REQUIRED ACTION
Would you write out all the records again, exactly?

SOURCE DATA
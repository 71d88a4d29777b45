//! Write payloads sent to the remote data service.
//!
//! Each payload validates locally before a mutation is attempted. The
//! backend remains authoritative: these checks only reject input the
//! server would refuse anyway.

use crate::enums::{GoalStatus, NetWorthInterval, PaymentType};
use crate::error::ValidationError;
use crate::identity::{EntityId, Money, Timestamp};
use chrono::{Datelike, Months, NaiveDate};
use serde::{Deserialize, Serialize};

fn require_text(field: &str, value: &str) -> Result<(), ValidationError> {
    if value.trim().is_empty() {
        return Err(ValidationError::RequiredFieldMissing {
            field: field.to_string(),
        });
    }
    Ok(())
}

fn require_positive(field: &str, value: Money) -> Result<(), ValidationError> {
    if !value.is_finite() || value <= 0.0 {
        return Err(ValidationError::InvalidValue {
            field: field.to_string(),
            reason: "must be > 0".to_string(),
        });
    }
    Ok(())
}

fn require_day_of_month(field: &str, day: u8) -> Result<(), ValidationError> {
    if !(1..=31).contains(&day) {
        return Err(ValidationError::InvalidValue {
            field: field.to_string(),
            reason: "must be between 1 and 31".to_string(),
        });
    }
    Ok(())
}

/// Line item of an expense being created or updated.
#[derive(Debug, Clone, PartialEq, Serialize, Deserialize)]
pub struct ExpenseItemInput {
    pub name: String,
    pub price: Money,
    pub quantity: u32,
}

/// Expense fields for both `add_expense` and `update_expense`.
#[derive(Debug, Clone, PartialEq, Serialize, Deserialize)]
pub struct NewExpense {
    pub account_id: Option<EntityId>,
    pub title: String,
    pub amount: Money,
    pub category: String,
    pub date: NaiveDate,
    pub time: Option<String>,
    pub description: Option<String>,
    pub items: Vec<ExpenseItemInput>,
}

impl NewExpense {
    pub fn validate(&self) -> Result<(), ValidationError> {
        require_text("title", &self.title)?;
        require_text("category", &self.category)?;
        require_positive("amount", self.amount)?;
        for item in &self.items {
            require_text("items.name", &item.name)?;
            if item.quantity == 0 {
                return Err(ValidationError::InvalidValue {
                    field: "items.quantity".to_string(),
                    reason: "must be >= 1".to_string(),
                });
            }
        }
        Ok(())
    }
}

#[derive(Debug, Clone, PartialEq, Serialize, Deserialize)]
pub struct NewAccount {
    pub name: String,
    #[serde(rename = "type")]
    pub account_type: String,
    pub balance: Money,
    pub icon_name: String,
}

impl NewAccount {
    pub fn validate(&self) -> Result<(), ValidationError> {
        require_text("name", &self.name)?;
        require_text("type", &self.account_type)?;
        if !self.balance.is_finite() {
            return Err(ValidationError::InvalidValue {
                field: "balance".to_string(),
                reason: "must be a finite number".to_string(),
            });
        }
        Ok(())
    }
}

#[derive(Debug, Clone, PartialEq, Serialize, Deserialize)]
pub struct NewTopUp {
    pub account_id: EntityId,
    pub amount: Money,
    pub name: String,
    pub description: Option<String>,
    pub topup_time: Timestamp,
}

impl NewTopUp {
    pub fn validate(&self) -> Result<(), ValidationError> {
        require_text("name", &self.name)?;
        require_positive("amount", self.amount)
    }
}

#[derive(Debug, Clone, PartialEq, Serialize, Deserialize)]
pub struct NewRecurringIncome {
    pub account_id: EntityId,
    pub amount: Money,
    pub name: String,
    pub day_of_month: u8,
    pub is_active: bool,
}

impl NewRecurringIncome {
    pub fn validate(&self) -> Result<(), ValidationError> {
        require_text("name", &self.name)?;
        require_positive("amount", self.amount)?;
        require_day_of_month("day_of_month", self.day_of_month)
    }
}

/// Goal fields for both creation and `update_goal`.
#[derive(Debug, Clone, PartialEq, Serialize, Deserialize)]
pub struct NewGoal {
    pub title: String,
    pub description: String,
    pub icon_name: String,
    pub target_amount: Money,
    pub current_amount: Money,
    pub target_date: NaiveDate,
    pub status: GoalStatus,
}

impl NewGoal {
    pub fn validate(&self) -> Result<(), ValidationError> {
        require_text("title", &self.title)?;
        require_positive("target_amount", self.target_amount)?;
        if !self.current_amount.is_finite() || self.current_amount < 0.0 {
            return Err(ValidationError::InvalidValue {
                field: "current_amount".to_string(),
                reason: "must be >= 0".to_string(),
            });
        }
        Ok(())
    }
}

/// Payment toward a goal or an EMI.
#[derive(Debug, Clone, PartialEq, Serialize, Deserialize)]
pub struct PaymentInput {
    pub account_id: EntityId,
    pub amount: Money,
    pub payment_type: PaymentType,
    pub payment_date: NaiveDate,
}

impl PaymentInput {
    pub fn validate(&self) -> Result<(), ValidationError> {
        require_positive("amount", self.amount)
    }
}

#[derive(Debug, Clone, PartialEq, Serialize, Deserialize)]
pub struct NewEmi {
    pub name: String,
    pub total_amount: Money,
    pub monthly_payment: Money,
    pub start_date: NaiveDate,
    pub end_date: NaiveDate,
    pub due_date_of_month: u8,
}

impl NewEmi {
    pub fn validate(&self) -> Result<(), ValidationError> {
        require_text("name", &self.name)?;
        require_positive("total_amount", self.total_amount)?;
        require_positive("monthly_payment", self.monthly_payment)?;
        require_day_of_month("due_date_of_month", self.due_date_of_month)?;
        if self.end_date < self.start_date {
            return Err(ValidationError::InvalidValue {
                field: "end_date".to_string(),
                reason: "must not be before start_date".to_string(),
            });
        }
        Ok(())
    }
}

/// One category budget for the month being edited.
#[derive(Debug, Clone, PartialEq, Serialize, Deserialize)]
pub struct BudgetInput {
    pub category: String,
    pub amount: Money,
}

impl BudgetInput {
    pub fn validate(&self) -> Result<(), ValidationError> {
        require_text("category", &self.category)?;
        if !self.amount.is_finite() || self.amount < 0.0 {
            return Err(ValidationError::InvalidValue {
                field: "amount".to_string(),
                reason: "must be >= 0".to_string(),
            });
        }
        Ok(())
    }
}

/// Calendar month, used to scope budget reads and writes.
#[derive(Debug, Clone, Copy, PartialEq, Eq, Hash, Serialize, Deserialize)]
pub struct BudgetPeriod {
    pub year: i32,
    pub month: u32,
}

impl BudgetPeriod {
    pub fn containing(date: NaiveDate) -> Self {
        Self {
            year: date.year(),
            month: date.month(),
        }
    }

    pub fn first_day(&self) -> Option<NaiveDate> {
        NaiveDate::from_ymd_opt(self.year, self.month, 1)
    }

    /// Exclusive upper bound of the period.
    pub fn next_first_day(&self) -> Option<NaiveDate> {
        self.first_day()?.checked_add_months(Months::new(1))
    }

    pub fn contains(&self, date: NaiveDate) -> bool {
        date.year() == self.year && date.month() == self.month
    }
}

/// Parameters of `get_net_worth_history`.
#[derive(Debug, Clone, Copy, PartialEq, Eq, Serialize, Deserialize)]
pub struct NetWorthRange {
    pub start: NaiveDate,
    pub end: NaiveDate,
    pub interval: NetWorthInterval,
}

impl NetWorthRange {
    /// The trailing year ending at `today`, bucketed monthly.
    pub fn trailing_year(today: NaiveDate) -> Self {
        let start = today
            .checked_sub_months(Months::new(12))
            .unwrap_or(NaiveDate::MIN);
        Self {
            start,
            end: today,
            interval: NetWorthInterval::Month,
        }
    }

    pub fn validate(&self) -> Result<(), ValidationError> {
        if self.end < self.start {
            return Err(ValidationError::InvalidValue {
                field: "end".to_string(),
                reason: "must not be before start".to_string(),
            });
        }
        Ok(())
    }
}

TASK OUTPUT
repository 71d88a4d29777b45
//! Write payloads sent to the remote data service.
//!
//! Each payload validates locally before a mutation is attempted. The
//! backend remains authoritative: these checks only reject input the
//! server would refuse anyway.

use crate::enums::{GoalStatus, NetWorthInterval, PaymentType};
use crate::error::ValidationError;
use crate::identity::{EntityId, Money, Timestamp};
use chrono::{Datelike, Months, NaiveDate};
use serde::{Deserialize, Serialize};

fn require_text(field: &str, value: &str) -> Result<(), ValidationError> {
    if value.trim().is_empty() {
        return Err(ValidationError::RequiredFieldMissing {
            field: field.to_string(),
        });
    }
    Ok(())
}

fn require_positive(field: &str, value: Money) -> Result<(), ValidationError> {
    if !value.is_finite() || value <= 0.0 {
        return Err(ValidationError::InvalidValue {
            field: field.to_string(),
            reason: "must be > 0".to_string(),
        });
    }
    Ok(())
}

fn require_day_of_month(field: &str, day: u8) -> Result<(), ValidationError> {
    if !(1..=31).contains(&day) {
        return Err(ValidationError::InvalidValue {
            field: field.to_string(),
            reason: "must be between 1 and 31".to_string(),
        });
    }
    Ok(())
}

/// Line item of an expense being created or updated.
#[derive(Debug, Clone, PartialEq, Serialize, Deserialize)]
pub struct ExpenseItemInput {
    pub name: String,
    pub price: Money,
    pub quantity: u32,
}

/// Expense fields for both `add_expense` and `update_expense`.
#[derive(Debug, Clone, PartialEq, Serialize, Deserialize)]
pub struct NewExpense {
    pub account_id: Option<EntityId>,
    pub title: String,
    pub amount: Money,
    pub category: String,
    pub date: NaiveDate,
    pub time: Option<String>,
    pub description: Option<String>,
    pub items: Vec<ExpenseItemInput>,
}

impl NewExpense {
    pub fn validate(&self) -> Result<(), ValidationError> {
        require_text("title", &self.title)?;
        require_text("category", &self.category)?;
        require_positive("amount", self.amount)?;
        for item in &self.items {
            require_text("items.name", &item.name)?;
            if item.quantity == 0 {
                return Err(ValidationError::InvalidValue {
                    field: "items.quantity".to_string(),
                    reason: "must be >= 1".to_string(),
                });
            }
        }
        Ok(())
    }
}

#[derive(Debug, Clone, PartialEq, Serialize, Deserialize)]
pub struct NewAccount {
    pub name: String,
    #[serde(rename = "type")]
    pub account_type: String,
    pub balance: Money,
    pub icon_name: String,
}

impl NewAccount {
    pub fn validate(&self) -> Result<(), ValidationError> {
        require_text("name", &self.name)?;
        require_text("type", &self.account_type)?;
        if !self.balance.is_finite() {
            return Err(ValidationError::InvalidValue {
                field: "balance".to_string(),
                reason: "must be a finite number".to_string(),
            });
        }
        Ok(())
    }
}

#[derive(Debug, Clone, PartialEq, Serialize, Deserialize)]
pub struct NewTopUp {
    pub account_id: EntityId,
    pub amount: Money,
    pub name: String,
    pub description: Option<String>,
    pub topup_time: Timestamp,
}

impl NewTopUp {
    pub fn validate(&self) -> Result<(), ValidationError> {
        require_text("name", &self.name)?;
        require_positive("amount", self.amount)
    }
}

#[derive(Debug, Clone, PartialEq, Serialize, Deserialize)]
pub struct NewRecurringIncome {
    pub account_id: EntityId,
    pub amount: Money,
    pub name: String,
    pub day_of_month: u8,
    pub is_active: bool,
}

impl NewRecurringIncome {
    pub fn validate(&self) -> Result<(), ValidationError> {
        require_text("name", &self.name)?;
        require_positive("amount", self.amount)?;
        require_day_of_month("day_of_month", self.day_of_month)
    }
}

/// Goal fields for both creation and `update_goal`.
#[derive(Debug, Clone, PartialEq, Serialize, Deserialize)]
pub struct NewGoal {
    pub title: String,
    pub description: String,
    pub icon_name: String,
    pub target_amount: Money,
    pub current_amount: Money,
    pub target_date: NaiveDate,
    pub status: GoalStatus,
}

impl NewGoal {
    pub fn validate(&self) -> Result<(), ValidationError> {
        require_text("title", &self.title)?;
        require_positive("target_amount", self.target_amount)?;
        if !self.current_amount.is_finite() || self.current_amount < 0.0 {
            return Err(ValidationError::InvalidValue {
                field: "current_amount".to_string(),
                reason: "must be >= 0".to_string(),
            });
        }
        Ok(())
    }
}

/// Payment toward a goal or an EMI.
#[derive(Debug, Clone, PartialEq, Serialize, Deserialize)]
pub struct PaymentInput {
    pub account_id: EntityId,
    pub amount: Money,
    pub payment_type: PaymentType,
    pub payment_date: NaiveDate,
}

impl PaymentInput {
    pub fn validate(&self) -> Result<(), ValidationError> {
        require_positive("amount", self.amount)
    }
}

#[derive(Debug, Clone, PartialEq, Serialize, Deserialize)]
pub struct NewEmi {
    pub name: String,
    pub total_amount: Money,
    pub monthly_payment: Money,
    pub start_date: NaiveDate,
    pub end_date: NaiveDate,
    pub due_date_of_month: u8,
}

impl NewEmi {
    pub fn validate(&self) -> Result<(), ValidationError> {
        require_text("name", &self.name)?;
        require_positive("total_amount", self.total_amount)?;
        require_positive("monthly_payment", self.monthly_payment)?;
        require_day_of_month("due_date_of_month", self.due_date_of_month)?;
        if self.end_date < self.start_date {
            return Err(ValidationError::InvalidValue {
                field: "end_date".to_string(),
                reason: "must not be before start_date".to_string(),
            });
        }
        Ok(())
    }
}

/// One category budget for the month being edited.
#[derive(Debug, Clone, PartialEq, Serialize, Deserialize)]
pub struct BudgetInput {
    pub category: String,
    pub amount: Money,
}

impl BudgetInput {
    pub fn validate(&self) -> Result<(), ValidationError> {
        require_text("category", &self.category)?;
        if !self.amount.is_finite() || self.amount < 0.0 {
            return Err(ValidationError::InvalidValue {
                field: "amount".to_string(),
                reason: "must be >= 0".to_string(),
            });
        }
        Ok(())
    }
}

/// Calendar month, used to scope budget reads and writes.
#[derive(Debug, Clone, Copy, PartialEq, Eq, Hash, Serialize, Deserialize)]
pub struct BudgetPeriod {
    pub year: i32,
    pub month: u32,
}

impl BudgetPeriod {
    pub fn containing(date: NaiveDate) -> Self {
        Self {
            year: date.year(),
            month: date.month(),
        }
    }

    pub fn first_day(&self) -> Option<NaiveDate> {
        NaiveDate::from_ymd_opt(self.year, self.month, 1)
    }

    /// Exclusive upper bound of the period.
    pub fn next_first_day(&self) -> Option<NaiveDate> {
        self.first_day()?.checked_add_months(Months::new(1))
    }

    pub fn contains(&self, date: NaiveDate) -> bool {
        date.year() == self.year && date.month() == self.month
    }
}

/// Parameters of `get_net_worth_history`.
#[derive(Debug, Clone, Copy, PartialEq, Eq, Serialize, Deserialize)]
pub struct NetWorthRange {
    pub start: NaiveDate,
    pub end: NaiveDate,
    pub interval: NetWorthInterval,
}

impl NetWorthRange {
    /// The trailing year ending at `today`, bucketed monthly.
    pub fn trailing_year(today: NaiveDate) -> Self {
        let start = today
            .checked_sub_months(Months::new(12))
            .unwrap_or(NaiveDate::MIN);
        Self {
            start,
            end: today,
            interval: NetWorthInterval::Month,
        }
    }

    pub fn validate(&self) -> Result<(), ValidationError> {
        if self.end < self.start {
            return Err(ValidationError::InvalidValue {
                field: "end".to_string(),
                reason: "must not be before start".to_string(),
            });
        }
        Ok(())
    }
}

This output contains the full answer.